Graphic Organizer for Sentence Structure

Graphic Organizer for Sentence Structure

One of the best ways to work on sentence formulation with your students is with graphic organizers. When you have a sentence structure graphic organizer that is easy to adapt across a lot of different activities, it makes language therapy planning easier! Today, I will share a free graphic organizer for sentence structure that you can use with any activity.

Why Use Graphic Organizers for Sentence Structure

For many of our students with language impairments, learning syntax and parts of speech can be overwhelming. Frequently our students are visual learners, and when they see words organized, it helps reduce their cognitive load so they can take in new information.

The free sentence structure graphic organizer has color-coding for the parts of speech which helps your students understand and remember how to build a sentence.
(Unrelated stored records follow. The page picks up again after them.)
mod admin;
mod auth;
mod db;
mod error;
mod mailer;
mod meeting;
mod memory;
mod middleware;
mod notification;
mod reminder;
mod routes;
mod state;
mod task;
mod user;
mod websocket;

use anyhow::Context;
use db::{create_pool, run_migrations};
use mailer::LogMailer;
use notification::start_notification_jobs;
use routes::create_router;
use state::{AppState, Config, Stores};
use std::sync::Arc;
use tracing_subscriber::{layer::SubscriberExt, util::SubscriberInitExt};

#[tokio::main]
async fn main() -> anyhow::Result<()> {
    // Load environment variables
    dotenv::dotenv().ok();

    // Initialize tracing
    tracing_subscriber::registry()
        .with(
            tracing_subscriber::EnvFilter::try_from_default_env()
                .unwrap_or_else(|_| "info,task_notify=debug".into()),
        )
        .with(tracing_subscriber::fmt::layer())
        .init();

    // Load configuration
    let config = Arc::new(Config::from_env()?);

    let stores = match &config.database_url {
        Some(database_url) => {
            tracing::info!("Connecting to database...");
            let db = create_pool(database_url)
                .await
                .context("failed to connect to the database")?;

            tracing::info!("Running migrations...");
            run_migrations(&db).await?;

            Stores::postgres(db)
        }
        None => {
            tracing::warn!("DATABASE_URL not set; using the in-memory store, data will not survive a restart");
            Stores::in_memory()
        }
    };

    let mailer = Arc::new(LogMailer::new(&config.mail_from));
    let state = AppState::new(config.clone(), stores, mailer);

    // Dropping the scheduler stops the jobs.
    let _scheduler = start_notification_jobs(state.clone()).await?;

    // Create router
    let app = create_router(state);

    // Start server
    let addr = format!("{}:{}", config.host, config.port);

    tracing::info!("Server starting on http://{}", addr);
    tracing::info!("Swagger UI available at http://{}/swagger-ui", addr);

    let listener = tokio::net::TcpListener::bind(&addr).await?;
    axum::serve(listener, app).await?;

    Ok(())
}
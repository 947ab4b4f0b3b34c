use chrono::{DateTime, Duration, TimeZone, Utc};
use serde::{Deserialize, Serialize};
use sqlx::FromRow;
use utoipa::ToSchema;
use uuid::Uuid;

use crate::websocket::channel_key;

/// How far ahead of the due date a reminder becomes active.
pub const REMINDER_LEAD_DAYS: i64 = 1;

#[derive(Debug, Clone, Copy, PartialEq, Eq, Serialize, Deserialize, sqlx::Type, ToSchema)]
#[sqlx(type_name = "text", rename_all = "lowercase")]
#[serde(rename_all = "lowercase")]
pub enum ReminderStatus {
    Pending,
    Dismissed,
}

impl std::fmt::Display for ReminderStatus {
    fn fmt(&self, f: &mut std::fmt::Formatter<'_>) -> std::fmt::Result {
        match self {
            ReminderStatus::Pending => write!(f, "pending"),
            ReminderStatus::Dismissed => write!(f, "dismissed"),
        }
    }
}

#[derive(Debug, Clone, Serialize, Deserialize, FromRow, ToSchema)]
pub struct Reminder {
    pub id: Uuid,
    pub task_id: Uuid,
    pub recipient: String,
    pub due_date: DateTime<Utc>,
    pub reminder_date: DateTime<Utc>,
    pub status: ReminderStatus,
    pub message: String,
    /// Set once the due-soon scan has raised an alert for this reminder.
    pub notified: bool,
    pub created_at: DateTime<Utc>,
}

/// `due_date` minus the lead time, or `None` when that falls outside the
/// representable range.
pub fn reminder_date_for(due_date: DateTime<Utc>) -> Option<DateTime<Utc>> {
    due_date.checked_sub_signed(Duration::days(REMINDER_LEAD_DAYS))
}

impl Reminder {
    pub fn new(task_id: Uuid, task_title: &str, recipient: &str, due_date: DateTime<Utc>) -> Self {
        Self {
            id: Uuid::new_v4(),
            task_id,
            recipient: channel_key(recipient),
            due_date,
            reminder_date: reminder_date_for(due_date).unwrap_or(due_date),
            status: ReminderStatus::Pending,
            message: format!(
                "Reminder: \"{}\" is due on {}",
                task_title,
                due_date.format("%Y-%m-%d %H:%M UTC")
            ),
            notified: false,
            created_at: Utc::now(),
        }
    }

    pub fn is_pending(&self) -> bool {
        self.status == ReminderStatus::Pending
    }
}

/// Midnight UTC at the start of the day after `now`.
pub fn start_of_next_day(now: DateTime<Utc>) -> DateTime<Utc> {
    let tomorrow = now.date_naive() + chrono::Days::new(1);
    Utc.from_utc_datetime(&tomorrow.and_time(chrono::NaiveTime::MIN))
}

#[cfg(test)]
mod tests {
    use super::*;

    #[test]
    fn test_reminder_date_is_one_day_before_due() {
        let due = Utc.with_ymd_and_hms(2026, 3, 10, 15, 30, 0).unwrap();
        let reminder = Reminder::new(Uuid::new_v4(), "Report", "Bob", due);

        assert_eq!(reminder.reminder_date, Utc.with_ymd_and_hms(2026, 3, 9, 15, 30, 0).unwrap());
        assert_eq!(reminder.recipient, "bob");
        assert!(reminder.is_pending());
        assert!(reminder.message.contains("Report"));
    }

    #[test]
    fn test_earliest_due_date_has_no_lead_time() {
        assert!(reminder_date_for(DateTime::<Utc>::MIN_UTC).is_none());

        let reminder = Reminder::new(Uuid::new_v4(), "Report", "bob", DateTime::<Utc>::MIN_UTC);
        assert_eq!(reminder.reminder_date, DateTime::<Utc>::MIN_UTC);
    }

    #[test]
    fn test_start_of_next_day() {
        let now = Utc.with_ymd_and_hms(2026, 12, 31, 23, 59, 59).unwrap();
        assert_eq!(
            start_of_next_day(now),
            Utc.with_ymd_and_hms(2027, 1, 1, 0, 0, 0).unwrap()
        );
    }
}
use serde::{Deserialize, Serialize};
use utoipa::{IntoParams, ToSchema};

#[derive(Debug, Default, Deserialize, IntoParams)]
pub struct NotificationQuery {
    /// Include notifications that were already read.
    #[serde(default)]
    pub all: bool,
}

#[derive(Debug, Serialize, ToSchema)]
pub struct DeletedResponse {
    pub deleted: u64,
}
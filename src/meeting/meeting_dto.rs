use chrono::{DateTime, Utc};
use serde::Deserialize;
use utoipa::ToSchema;
use validator::Validate;

#[derive(Debug, Deserialize, Validate, ToSchema)]
pub struct CreateMeetingRequest {
    #[validate(length(min = 1, max = 200))]
    pub title: String,
    pub starts_at: DateTime<Utc>,
    #[serde(default)]
    pub participants: Vec<String>,
}

#[derive(Debug, Default, Deserialize, Validate, ToSchema)]
pub struct UpdateMeetingRequest {
    #[validate(length(min = 1, max = 200))]
    pub title: Option<String>,
    pub starts_at: Option<DateTime<Utc>>,
    pub participants: Option<Vec<String>>,
}
use crate::{
    admin::admin_authorization,
    meeting::{
        meeting_dto::{CreateMeetingRequest, UpdateMeetingRequest},
        meeting_handlers, Meeting,
    },
    middleware::auth_middleware,
    notification::{
        notification_dto::DeletedResponse, notification_handlers, Notification,
        NotificationCategory,
    },
    reminder::{reminder_handlers, Reminder, ReminderStatus},
    state::AppState,
    task::{
        task_dto::{CreateTaskRequest, UpdateTaskRequest, UpdateTaskStatusRequest},
        task_handlers, Task, TaskStatus,
    },
    user::{
        user_dto::{CreateUserRequest, RenameRequest},
        user_handlers, User, UserRole,
    },
    websocket::{
        types::{ErrorPayload, RoomMessagePayload, RoomPayload},
        ws_handler, ChannelPayload, WsMessage,
    },
};
use axum::{
    middleware,
    routing::{delete, get, patch, post, put},
    Json, Router,
};
use serde_json::{json, Value};
use tower_http::{
    cors::{Any, CorsLayer},
    trace::TraceLayer,
};
use utoipa::OpenApi;
use utoipa_swagger_ui::SwaggerUi;

#[derive(OpenApi)]
#[openapi(
    paths(
        task_handlers::get_tasks,
        task_handlers::get_task,
        task_handlers::create_task,
        task_handlers::update_task,
        task_handlers::delete_task,
        task_handlers::update_task_status,
        meeting_handlers::get_meetings,
        meeting_handlers::create_meeting,
        meeting_handlers::update_meeting,
        meeting_handlers::delete_meeting,
        notification_handlers::get_notifications,
        notification_handlers::notification_stream,
        notification_handlers::mark_notification_read,
        notification_handlers::clear_read_notifications,
        notification_handlers::sweep_notifications,
        reminder_handlers::list_reminders,
        reminder_handlers::reminders_due_today,
        reminder_handlers::dismiss_reminder,
        user_handlers::get_current_user,
        user_handlers::rename_current_user,
        user_handlers::create_user,
    ),
    components(
        schemas(
            CreateTaskRequest,
            UpdateTaskRequest,
            UpdateTaskStatusRequest,
            CreateMeetingRequest,
            UpdateMeetingRequest,
            RenameRequest,
            CreateUserRequest,
            DeletedResponse,
            User,
            UserRole,
            Task,
            TaskStatus,
            Meeting,
            Notification,
            NotificationCategory,
            Reminder,
            ReminderStatus,
            WsMessage,
            ChannelPayload,
            RoomPayload,
            RoomMessagePayload,
            ErrorPayload,
        )
    ),
    tags(
        (name = "tasks", description = "Task management endpoints"),
        (name = "meetings", description = "Meeting scheduling endpoints"),
        (name = "notifications", description = "Notification endpoints"),
        (name = "reminders", description = "Due-date reminder endpoints"),
        (name = "users", description = "Profile endpoints"),
        (name = "admin", description = "Administrative endpoints")
    ),
    modifiers(&SecurityAddon)
)]
struct ApiDoc;

struct SecurityAddon;

impl utoipa::Modify for SecurityAddon {
    fn modify(&self, openapi: &mut utoipa::openapi::OpenApi) {
        if let Some(components) = openapi.components.as_mut() {
            components.add_security_scheme(
                "bearer_auth",
                utoipa::openapi::security::SecurityScheme::Http(
                    utoipa::openapi::security::Http::new(
                        utoipa::openapi::security::HttpAuthScheme::Bearer,
                    ),
                ),
            )
        }
    }
}

async fn health() -> Json<Value> {
    Json(json!({ "status": "ok" }))
}

pub fn create_router(state: AppState) -> Router {
    let cors = CorsLayer::new()
        .allow_origin(Any)
        .allow_methods(Any)
        .allow_headers(Any);

    let task_routes = Router::new()
        .route("/", get(task_handlers::get_tasks).post(task_handlers::create_task))
        .route(
            "/:id",
            get(task_handlers::get_task)
                .put(task_handlers::update_task)
                .delete(task_handlers::delete_task),
        )
        .route("/:id/status", patch(task_handlers::update_task_status));

    let meeting_routes = Router::new()
        .route(
            "/",
            get(meeting_handlers::get_meetings).post(meeting_handlers::create_meeting),
        )
        .route(
            "/:id",
            put(meeting_handlers::update_meeting).delete(meeting_handlers::delete_meeting),
        );

    let notification_routes = Router::new()
        .route("/", get(notification_handlers::get_notifications))
        .route("/stream", get(notification_handlers::notification_stream))
        .route("/read", delete(notification_handlers::clear_read_notifications))
        .route("/:id/read", put(notification_handlers::mark_notification_read));

    let reminder_routes = Router::new()
        .route("/", get(reminder_handlers::list_reminders))
        .route("/today", get(reminder_handlers::reminders_due_today))
        .route("/:id/dismiss", put(reminder_handlers::dismiss_reminder));

    let user_routes = Router::new().route(
        "/me",
        get(user_handlers::get_current_user).put(user_handlers::rename_current_user),
    );

    // Runs inside auth_middleware, which supplies the CurrentUser.
    let admin_routes = Router::new()
        .route("/users", post(user_handlers::create_user))
        .route(
            "/notifications/sweep",
            post(notification_handlers::sweep_notifications),
        )
        .route_layer(middleware::from_fn(admin_authorization));

    // Everything under /api requires a valid bearer token
    let api_routes = Router::new()
        .nest("/tasks", task_routes)
        .nest("/meetings", meeting_routes)
        .nest("/notifications", notification_routes)
        .nest("/reminders", reminder_routes)
        .nest("/users", user_routes)
        .nest("/admin", admin_routes)
        .route("/ws", get(ws_handler))
        .route_layer(middleware::from_fn_with_state(
            state.clone(),
            auth_middleware,
        ));

    Router::new()
        .merge(SwaggerUi::new("/swagger-ui").url("/api-docs/openapi.json", ApiDoc::openapi()))
        .route("/health", get(health))
        .nest("/api", api_routes)
        .layer(TraceLayer::new_for_http())
        .layer(cors)
        .with_state(state)
}

#[cfg(test)]
mod tests {
    use super::*;
    use crate::{
        auth::jwt::create_access_token,
        mailer::LogMailer,
        memory::MemoryStore,
        notification::NotificationEvent,
        state::{Config, Stores},
    };
    use axum::{
        body::{to_bytes, Body},
        http::{Method, Request, StatusCode},
    };
    use futures::StreamExt;
    use std::{sync::Arc, time::Duration};
    use tower::ServiceExt;

    struct TestApp {
        state: AppState,
        alice: User,
        admin: User,
    }

    impl TestApp {
        async fn new() -> Self {
            let store = MemoryStore::new();
            let alice = store
                .seed_user(User::new("alice", "alice@example.com", UserRole::User))
                .await;
            let admin = store
                .seed_user(User::new("root", "root@example.com", UserRole::Admin))
                .await;
            let state = AppState::new(
                Arc::new(Config::for_tests()),
                Stores::from_memory(store),
                Arc::new(LogMailer::new("noreply@test.local")),
            );
            Self {
                state,
                alice,
                admin,
            }
        }

        fn token(&self, user: &User) -> String {
            create_access_token(user.id, &user.role.to_string(), &self.state.config.jwt_secret)
        }

        fn request(&self, method: Method, uri: &str, user: Option<&User>) -> Request<Body> {
            let mut request = Request::builder().method(method).uri(uri);
            if let Some(user) = user {
                request = request.header("Authorization", format!("Bearer {}", self.token(user)));
            }
            request.body(Body::empty()).unwrap()
        }

        async fn send(&self, method: Method, uri: &str, user: Option<&User>) -> (StatusCode, Value) {
            let response = create_router(self.state.clone())
                .oneshot(self.request(method, uri, user))
                .await
                .unwrap();

            let status = response.status();
            let bytes = to_bytes(response.into_body(), usize::MAX).await.unwrap();
            let body = serde_json::from_slice(&bytes).unwrap_or(Value::Null);
            (status, body)
        }
    }

    #[tokio::test]
    async fn test_health_is_public() {
        let app = TestApp::new().await;
        let (status, body) = app.send(Method::GET, "/health", None).await;
        assert_eq!(status, StatusCode::OK);
        assert_eq!(body["status"], "ok");
    }

    #[tokio::test]
    async fn test_api_requires_token() {
        let app = TestApp::new().await;
        let (status, _) = app.send(Method::GET, "/api/notifications", None).await;
        assert_eq!(status, StatusCode::UNAUTHORIZED);
    }

    #[tokio::test]
    async fn test_mark_read_flow() {
        let app = TestApp::new().await;
        let created = app
            .state
            .notification_service
            .notify(
                NotificationEvent::new(NotificationCategory::NewTask, "You were assigned")
                    .to(["alice"]),
            )
            .await
            .unwrap();
        let id = created[0].id;

        let (status, body) = app
            .send(Method::GET, "/api/notifications", Some(&app.alice))
            .await;
        assert_eq!(status, StatusCode::OK);
        assert_eq!(body.as_array().unwrap().len(), 1);

        let uri = format!("/api/notifications/{}/read", id);
        for _ in 0..2 {
            let (status, body) = app.send(Method::PUT, &uri, Some(&app.alice)).await;
            assert_eq!(status, StatusCode::OK);
            assert_eq!(body["is_read"], true);
        }

        let (_, body) = app
            .send(Method::GET, "/api/notifications", Some(&app.alice))
            .await;
        assert!(body.as_array().unwrap().is_empty());

        let (_, body) = app
            .send(Method::GET, "/api/notifications?all=true", Some(&app.alice))
            .await;
        assert_eq!(body.as_array().unwrap().len(), 1);

        let (status, body) = app
            .send(Method::DELETE, "/api/notifications/read", Some(&app.alice))
            .await;
        assert_eq!(status, StatusCode::OK);
        assert_eq!(body["deleted"], 1);
    }

    #[tokio::test]
    async fn test_mark_unknown_notification_is_not_found() {
        let app = TestApp::new().await;
        let uri = format!("/api/notifications/{}/read", uuid::Uuid::new_v4());
        let (status, _) = app.send(Method::PUT, &uri, Some(&app.alice)).await;
        assert_eq!(status, StatusCode::NOT_FOUND);
    }

    #[tokio::test]
    async fn test_admin_routes_require_admin_role() {
        let app = TestApp::new().await;

        let (status, _) = app
            .send(Method::POST, "/api/admin/notifications/sweep", Some(&app.alice))
            .await;
        assert_eq!(status, StatusCode::FORBIDDEN);

        let (status, body) = app
            .send(Method::POST, "/api/admin/notifications/sweep", Some(&app.admin))
            .await;
        assert_eq!(status, StatusCode::OK);
        assert_eq!(body["deleted"], 0);
    }

    #[tokio::test]
    async fn test_reminders_today_is_empty_without_tasks() {
        let app = TestApp::new().await;
        let (status, body) = app
            .send(Method::GET, "/api/reminders/today", Some(&app.alice))
            .await;
        assert_eq!(status, StatusCode::OK);
        assert!(body.as_array().unwrap().is_empty());
    }
    #[tokio::test]
    async fn test_stream_delivers_new_notifications() {
        let app = TestApp::new().await;
        let response = create_router(app.state.clone())
            .oneshot(app.request(Method::GET, "/api/notifications/stream", Some(&app.alice)))
            .await
            .unwrap();
        assert_eq!(response.status(), StatusCode::OK);
        assert_eq!(
            response.headers()["content-type"].to_str().unwrap(),
            "text/event-stream"
        );
        assert_eq!(app.state.channels.member_count("alice"), 1);

        let mut body = response.into_body().into_data_stream();
        app.state
            .notification_service
            .notify(
                NotificationEvent::new(NotificationCategory::NewTask, "You were assigned")
                    .to(["alice"]),
            )
            .await
            .unwrap();

        let chunk = tokio::time::timeout(Duration::from_secs(5), body.next())
            .await
            .unwrap()
            .unwrap()
            .unwrap();
        let frame = String::from_utf8(chunk.to_vec()).unwrap();
        let data = frame.trim().strip_prefix("data:").unwrap().trim_start();
        let event: Value = serde_json::from_str(data).unwrap();
        assert_eq!(event["type"], "notification");
        assert_eq!(event["recipient"], "alice");
        assert_eq!(event["message"], "You were assigned");

        drop(body);
        assert_eq!(app.state.channels.member_count("alice"), 0);
    }
}
// Declare submodules
pub mod notification_models;
pub mod notification_dto;
pub mod notification_repository;
pub mod notification_handlers;
pub mod notification_service;
pub mod notification_jobs;

// Re-export public items
pub use notification_jobs::start_notification_jobs;
pub use notification_models::{Notification, NotificationCategory, NotificationEvent};
pub use notification_repository::NotificationStore;
pub mod jwt;

pub use jwt::verify_jwt;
A parts-of-speech graphic organizer can visually break down how to build a sentence and provides a hands-on approach to learning sentence formulation.

How to Use the Sentence Structure Graphic Organizer

If you have syntax or morphology goals on your caseload, this free sentence-frame graphic organizer can help you cover many speech therapy goals.

In a group or individual session, you can use ANY photos related to your theme, wordless short videos, pictures, or images from your story books.

To start with the graphic organizer, you can show the student the video or image. Explain any unknown vocabulary or discuss concepts that will help build their knowledge of the item.

Then, you can brainstorm vocabulary words that describe the video, photo, or picture by the part of speech.

I will often write the words and allow the students to focus on verbally sharing their vocabulary words. Many of our students need help with spelling, and this graphic organizer is for you to work on creating sentences rather than how well you can spell a word.

After you brainstorm all the parts of speech on the graphic organizer, students can create sentences using the frames. Having the list in front of them helps your students to develop a novel sentence with less scaffolding from you!

And you can incorporate discussing morphology for verb tenses while using this graphic organizer.

Tips for Using in Mixed Groups

We all have had mixed groups where every student in the group has different goals. That can be so stressful for planning therapy, right?

You can use this graphic organizer for sentence structure activities and other speech and language goals.

For example, if you have a student working on R, give them some R challenge words when describing the photo that has R. Or, you can have the student circle all the generated words that have their /r/ sound.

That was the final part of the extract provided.